Catholic relics, altarpieces, and carvings: — two St.
Georges and the Dragon, large as life (one of which is
by Briiggeman); armour and shields, battle-axes,
two-handed swords, more jewellery, more carvings, painted
missals, parchment deeds, seals of abbeys and kings;
Runic almanacs and monkish calendars; more censers,
with, tliis time, intelligible Runic characters; chalices
of fine workmanship. The ivory portable altar of
Christian I., presented, in 1474, by him to the Pope. It
represents the life of St. Olaf; and a most disturbed life
his must have been, too, for everybody seems knocking
or cutting off everybody else’s head. In more recent
times the Pope returned this offering to Frederic IV.

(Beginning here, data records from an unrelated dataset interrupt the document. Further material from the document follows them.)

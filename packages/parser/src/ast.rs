use serde::{Deserialize, Serialize};

/// Span information for source location tracking (byte offsets into the expression source)
#[derive(Debug, Clone, Copy, PartialEq, Eq, Default, Serialize, Deserialize)]
pub struct Span {
    pub start: usize,
    pub end: usize,
}

impl Span {
    pub fn new(start: usize, end: usize) -> Self {
        Self { start, end }
    }
}

/// Expression (used in interpolations, directive values and event handlers)
#[derive(Debug, Clone, PartialEq, Serialize, Deserialize)]
#[serde(tag = "type")]
pub enum Expression {
    /// String literal
    Literal { value: String, span: Span },

    /// Number literal
    Number { value: f64, span: Span },

    /// Boolean literal
    Boolean { value: bool, span: Span },

    /// `null`
    Null { span: Span },

    /// `undefined`
    Undefined { span: Span },

    /// Variable reference, resolved through the scope chain
    Variable { name: String, span: Span },

    /// Member access (obj.prop)
    Member {
        object: Box<Expression>,
        property: String,
        span: Span,
    },

    /// Computed member access (obj[key])
    Index {
        object: Box<Expression>,
        index: Box<Expression>,
        span: Span,
    },

    /// Call of a callee expression: `f(x)`, `item.name.toUpperCase()`
    Call {
        callee: Box<Expression>,
        arguments: Vec<Expression>,
        span: Span,
    },

    /// Unary operation (!a, -a, +a)
    Unary {
        operator: UnaryOp,
        operand: Box<Expression>,
        span: Span,
    },

    /// Binary operation (a + b)
    Binary {
        left: Box<Expression>,
        operator: BinaryOp,
        right: Box<Expression>,
        span: Span,
    },

    /// Ternary conditional (a ? b : c)
    Conditional {
        test: Box<Expression>,
        consequent: Box<Expression>,
        alternate: Box<Expression>,
        span: Span,
    },

    /// Array literal
    Array { items: Vec<Expression>, span: Span },

    /// Object literal, keys in source order
    Object {
        entries: Vec<(String, Expression)>,
        span: Span,
    },

    /// Assignment to a variable, member or index target
    Assign {
        target: Box<Expression>,
        value: Box<Expression>,
        span: Span,
    },

    /// Filter pipe: `input#name:arg1,arg2`
    Filter {
        input: Box<Expression>,
        name: String,
        arguments: Vec<Expression>,
        span: Span,
    },

    /// `;`-separated statements, evaluates to the last one
    Sequence { items: Vec<Expression>, span: Span },
}

impl Expression {
    pub fn span(&self) -> Span {
        match self {
            Expression::Literal { span, .. }
            | Expression::Number { span, .. }
            | Expression::Boolean { span, .. }
            | Expression::Null { span }
            | Expression::Undefined { span }
            | Expression::Variable { span, .. }
            | Expression::Member { span, .. }
            | Expression::Index { span, .. }
            | Expression::Call { span, .. }
            | Expression::Unary { span, .. }
            | Expression::Binary { span, .. }
            | Expression::Conditional { span, .. }
            | Expression::Array { span, .. }
            | Expression::Object { span, .. }
            | Expression::Assign { span, .. }
            | Expression::Filter { span, .. }
            | Expression::Sequence { span, .. } => *span,
        }
    }

    /// Whether the expression can appear on the left of `=`
    pub fn is_assignable(&self) -> bool {
        matches!(
            self,
            Expression::Variable { .. } | Expression::Member { .. } | Expression::Index { .. }
        )
    }
}

/// Unary operators
#[derive(Debug, Clone, Copy, PartialEq, Eq, Serialize, Deserialize)]
pub enum UnaryOp {
    Not,
    Negate,
    Plus,
}

/// Binary operators
#[derive(Debug, Clone, Copy, PartialEq, Eq, Serialize, Deserialize)]
pub enum BinaryOp {
    Add,
    Subtract,
    Multiply,
    Divide,
    Remainder,
    Equals,
    NotEquals,
    StrictEquals,
    StrictNotEquals,
    LessThan,
    LessThanOrEqual,
    GreaterThan,
    GreaterThanOrEqual,
    And,
    Or,
}

/// Interpolation template parts (`Hello {{ name }}!`)
#[derive(Debug, Clone, PartialEq, Serialize, Deserialize)]
pub enum TemplatePart {
    Literal(String),
    Expression(Expression),
}

/// Parsed interpolation template
#[derive(Debug, Clone, PartialEq, Serialize, Deserialize)]
pub struct Template {
    pub parts: Vec<TemplatePart>,
}

impl Template {
    /// True when the template has no `{{ }}` segment at all
    pub fn is_static(&self) -> bool {
        self.parts
            .iter()
            .all(|part| matches!(part, TemplatePart::Literal(_)))
    }
}

/// Iteration mode of a `:for` clause
#[derive(Debug, Clone, Copy, PartialEq, Eq, Serialize, Deserialize)]
pub enum ForMode {
    /// `in`: own keys of an object
    In,
    /// `of`: array elements or a numeric range
    Of,
}

/// Source collection of a `:for` clause
#[derive(Debug, Clone, PartialEq, Serialize, Deserialize)]
pub enum ForSource {
    Expression(Expression),
    Range { start: Expression, end: Expression },
}

/// `item[, value][, index] (in|of) source`
#[derive(Debug, Clone, PartialEq, Serialize, Deserialize)]
pub struct ForClause {
    pub names: Vec<String>,
    pub mode: ForMode,
    pub source: ForSource,
}

/// One `name = expression` entry of a `:var` directive
#[derive(Debug, Clone, PartialEq, Serialize, Deserialize)]
pub struct VarBinding {
    pub name: String,
    pub value: Expression,
}

/// Markup node produced by the template markup parser
#[derive(Debug, Clone, PartialEq, Serialize, Deserialize)]
#[serde(tag = "type")]
pub enum MarkupNode {
    Element {
        tag: String,
        /// Attributes in source order; a bare attribute has an empty value
        attributes: Vec<(String, String)>,
        children: Vec<MarkupNode>,
    },
    Text {
        content: String,
    },
    Comment {
        content: String,
    },
}
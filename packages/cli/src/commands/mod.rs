pub mod check;
pub mod init;
pub mod render;

pub use check::{check, CheckArgs};
pub use init::{init, InitArgs};
pub use render::{render, RenderArgs};
use crate::error::ReactiveResult;
use crate::observer::{observe, observe_root, ObjectRef};
use crate::record::{Reactor, Tag};
use crate::value::Value;
use std::rc::{Rc, Weak};

struct ScopeInner {
    vars: ObjectRef,
    parent: Option<Scope>,
    reactor: Weak<Reactor>,
}

/// Variables visible to expressions in a subtree.
///
/// Child scopes hold their own observed variables and fall through to the
/// parent for everything else.
#[derive(Clone)]
pub struct Scope(Rc<ScopeInner>);

impl Scope {
    /// Observe `data` under `root_id` and wrap it as a root scope
    pub fn root(reactor: &Rc<Reactor>, data: ObjectRef, root_id: &str) -> Self {
        observe_root(&Value::Object(data.clone()), root_id, reactor);
        Self(Rc::new(ScopeInner {
            vars: data,
            parent: None,
            reactor: Rc::downgrade(reactor),
        }))
    }

    /// Child scope with its own observed variables
    pub fn child(&self, vars: impl IntoIterator<Item = (String, Value)>) -> Self {
        let obj: ObjectRef = vars.into_iter().collect();
        if let Some(reactor) = self.0.reactor.upgrade() {
            let id = reactor.unique_root("$scope");
            observe(&Value::Object(obj.clone()), &id, &reactor);
        }
        Self(Rc::new(ScopeInner {
            vars: obj,
            parent: Some(self.clone()),
            reactor: self.0.reactor.clone(),
        }))
    }

    pub fn vars(&self) -> &ObjectRef {
        &self.0.vars
    }

    pub fn parent(&self) -> Option<&Scope> {
        self.0.parent.as_ref()
    }

    pub fn reactor(&self) -> Option<Rc<Reactor>> {
        self.0.reactor.upgrade()
    }

    pub fn root_scope(&self) -> Scope {
        let mut current = self.clone();
        while let Some(parent) = current.parent().cloned() {
            current = parent;
        }
        current
    }

    /// Nearest scope (self included) that declares `name`
    pub fn owner(&self, name: &str) -> Option<Scope> {
        let mut current = Some(self.clone());
        while let Some(scope) = current {
            if scope.0.vars.contains_key(name) {
                return Some(scope);
            }
            current = scope.parent().cloned();
        }
        None
    }

    pub fn has(&self, name: &str) -> bool {
        self.owner(name).is_some()
    }

    /// Tracked lookup through the parent chain. An unknown name is recorded
    /// on the root scope so that defining it later re-renders the reader.
    pub fn resolve(&self, name: &str) -> Value {
        match self.owner(name) {
            Some(scope) => scope.0.vars.get(name),
            None => self.root_scope().0.vars.get(name),
        }
    }

    /// Assign to the declaring scope, or define on the root scope
    pub fn assign(&self, name: &str, value: Value) -> ReactiveResult<()> {
        self.assign_tagged(name, value, None)
    }

    pub fn assign_tagged(&self, name: &str, value: Value, tag: Option<Tag>) -> ReactiveResult<()> {
        let target = self.owner(name).unwrap_or_else(|| self.root_scope());
        target.0.vars.set_tagged(name, value, tag)
    }

    /// Set a variable on this scope, shadowing any parent declaration
    pub fn define(&self, name: &str, value: Value) -> ReactiveResult<()> {
        self.0.vars.set(name, value)
    }
}
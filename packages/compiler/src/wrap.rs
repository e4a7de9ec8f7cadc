//! Per-node compile state kept beside the DOM.

use crate::dom::{Document, NodeId};
use indexmap::IndexMap;
use sprig_reactive::{Bucket, Reactor, Scope};
use std::cell::{Cell, RefCell};
use std::collections::HashMap;
use std::rc::Rc;
use tracing::trace;

#[derive(Debug, Clone, Copy, Default, PartialEq, Eq)]
pub struct NodeOptions {
    /// Leave the rest of the node and its subtree alone
    pub skip: bool,
    /// Render once without installing watchers
    pub once: bool,
    /// Do not compile the children
    pub pre: bool,
    /// The node was taken out of the tree by a structural directive
    pub removed: bool,
}

/// Wrapper attached to every node the traverser touched
pub struct NodeWrap {
    id: u64,
    node: NodeId,
    options: Cell<NodeOptions>,
    scope: RefCell<Scope>,
    buckets: RefCell<IndexMap<String, Bucket>>,
    prevent_all: Cell<bool>,
    stop_all: Cell<bool>,
    /// Run once when the wrapper is disposed
    cleanups: RefCell<Vec<Box<dyn FnOnce()>>>,
}

impl NodeWrap {
    pub fn id(&self) -> u64 {
        self.id
    }

    pub fn node(&self) -> NodeId {
        self.node
    }

    pub fn options(&self) -> NodeOptions {
        self.options.get()
    }

    pub fn update(&self, f: impl FnOnce(&mut NodeOptions)) {
        let mut options = self.options.get();
        f(&mut options);
        self.options.set(options);
    }

    /// Whether compilation of this node has to stop here
    pub fn halted(&self) -> bool {
        let options = self.options.get();
        options.skip || options.removed
    }

    pub fn scope(&self) -> Scope {
        self.scope.borrow().clone()
    }

    pub fn set_scope(&self, scope: Scope) {
        *self.scope.borrow_mut() = scope;
    }

    /// Subscription bucket for one directive or attribute, created on demand
    pub fn bucket(&self, name: &str) -> Bucket {
        self.buckets
            .borrow_mut()
            .entry(name.to_string())
            .or_default()
            .clone()
    }

    pub fn bucket_names(&self) -> Vec<String> {
        self.buckets.borrow().keys().cloned().collect()
    }

    pub fn prevents_all(&self) -> bool {
        self.prevent_all.get()
    }

    pub fn set_prevent_all(&self) {
        self.prevent_all.set(true);
    }

    pub fn stops_all(&self) -> bool {
        self.stop_all.get()
    }

    pub fn set_stop_all(&self) {
        self.stop_all.set(true);
    }

    /// Release something owned by this node (a template, a scroll handler)
    /// when the node is discarded
    pub fn on_dispose(&self, cleanup: impl FnOnce() + 'static) {
        self.cleanups.borrow_mut().push(Box::new(cleanup));
    }

    fn dispose(&self, reactor: &Reactor) {
        let buckets: Vec<Bucket> = self.buckets.borrow_mut().drain(..).map(|(_, b)| b).collect();
        for bucket in buckets {
            reactor.dispose_bucket(&bucket);
        }
        let cleanups = std::mem::take(&mut *self.cleanups.borrow_mut());
        for cleanup in cleanups {
            cleanup();
        }
    }
}

/// Side table from DOM node to its wrapper
#[derive(Default)]
pub struct Wraps {
    table: RefCell<HashMap<NodeId, Rc<NodeWrap>>>,
    next_id: Cell<u64>,
}

impl Wraps {
    /// The node's wrapper, created with `scope` on first use
    pub fn wrap(&self, node: NodeId, scope: &Scope) -> Rc<NodeWrap> {
        if let Some(existing) = self.get(node) {
            return existing;
        }
        let id = self.next_id.get() + 1;
        self.next_id.set(id);
        let wrap = Rc::new(NodeWrap {
            id,
            node,
            options: Cell::new(NodeOptions::default()),
            scope: RefCell::new(scope.clone()),
            buckets: RefCell::new(IndexMap::new()),
            prevent_all: Cell::new(false),
            stop_all: Cell::new(false),
            cleanups: RefCell::new(Vec::new()),
        });
        self.table.borrow_mut().insert(node, wrap.clone());
        wrap
    }

    pub fn get(&self, node: NodeId) -> Option<Rc<NodeWrap>> {
        self.table.borrow().get(&node).cloned()
    }

    pub fn len(&self) -> usize {
        self.table.borrow().len()
    }

    pub fn is_empty(&self) -> bool {
        self.len() == 0
    }

    /// Unsubscribe every watcher of `node` and its descendants and forget their wrappers
    pub fn dispose_subtree(&self, document: &Document, reactor: &Reactor, node: NodeId) {
        for id in document.descendants(node) {
            let removed = self.table.borrow_mut().remove(&id);
            if let Some(wrap) = removed {
                trace!(node = id.0, wrap = wrap.id, "dispose wrap");
                wrap.dispose(reactor);
            }
        }
    }

    pub fn dispose_all(&self, reactor: &Reactor) {
        let table = std::mem::take(&mut *self.table.borrow_mut());
        for wrap in table.into_values() {
            wrap.dispose(reactor);
        }
    }
}

#[cfg(test)]
mod tests {
    use super::*;
    use sprig_reactive::{ObjectRef, Value};

    #[test]
    fn test_wrap_once_per_node() {
        let reactor = Reactor::new();
        let scope = Scope::root(&reactor, ObjectRef::new(), "root");
        let doc = Document::new();
        let node = doc.create_element("div");

        let wraps = Wraps::default();
        let a = wraps.wrap(node, &scope);
        let b = wraps.wrap(node, &scope);
        assert_eq!(a.id(), b.id());
        assert_eq!(wraps.len(), 1);
    }

    #[test]
    fn test_dispose_subtree_unsubscribes() {
        let reactor = Reactor::new();
        let data: ObjectRef = [("n".to_string(), Value::from(1.0))].into_iter().collect();
        let scope = Scope::root(&reactor, data, "root");
        let doc = Document::new();
        let parent = doc.create_element("div");
        let child = doc.create_element("span");
        doc.append_child(parent, child);

        let wraps = Wraps::default();
        let wrap = wraps.wrap(child, &scope);
        let reader = scope.clone();
        reactor.watch(&wrap.bucket("text"), move || reader.resolve("n"), |_, _| {});
        assert_eq!(reactor.subscriber_count("root.n"), 1);

        wraps.dispose_subtree(&doc, &reactor, parent);
        assert_eq!(reactor.subscriber_count("root.n"), 0);
        assert!(wraps.is_empty());
    }

    #[test]
    fn test_cleanups_run_once_on_dispose() {
        let reactor = Reactor::new();
        let scope = Scope::root(&reactor, ObjectRef::new(), "root");
        let doc = Document::new();
        let node = doc.create_element("div");
        let runs = Rc::new(Cell::new(0));

        let wraps = Wraps::default();
        let counter = runs.clone();
        wraps
            .wrap(node, &scope)
            .on_dispose(move || counter.set(counter.get() + 1));

        wraps.dispose_subtree(&doc, &reactor, node);
        wraps.dispose_all(&reactor);
        assert_eq!(runs.get(), 1);
    }
}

when he visited Italy, as being more valuable to him as
a relic of his ancestor.
We now enter the great salle; but, before examining
its contents, let us admire the tapestry, a chronological
gathering of the kings of Denmark, beginning with
whom I can’t exactly say, for one part is missing (burnt,
as everything is sooner or later in Denmark), and
another part is at Frederiksborg Castle; but it ends
with Christian IV., represented as a boy, with the Castle
of Kronborg and Elsinore in the background. I love old
tapestry, and delight to examine it, and to make out
all the kings, arrayed in their crowns and sceptres,
looking so natural in the open air. Erik the Pomeranian,
evidently en retraite in Gothland, his crown all
topsyturvy in the mud; Christian II., looking very miserable,
his crown off, too, and his sceptre broken in two, cracked
by a blow from his uncle and neighbour Frederic I.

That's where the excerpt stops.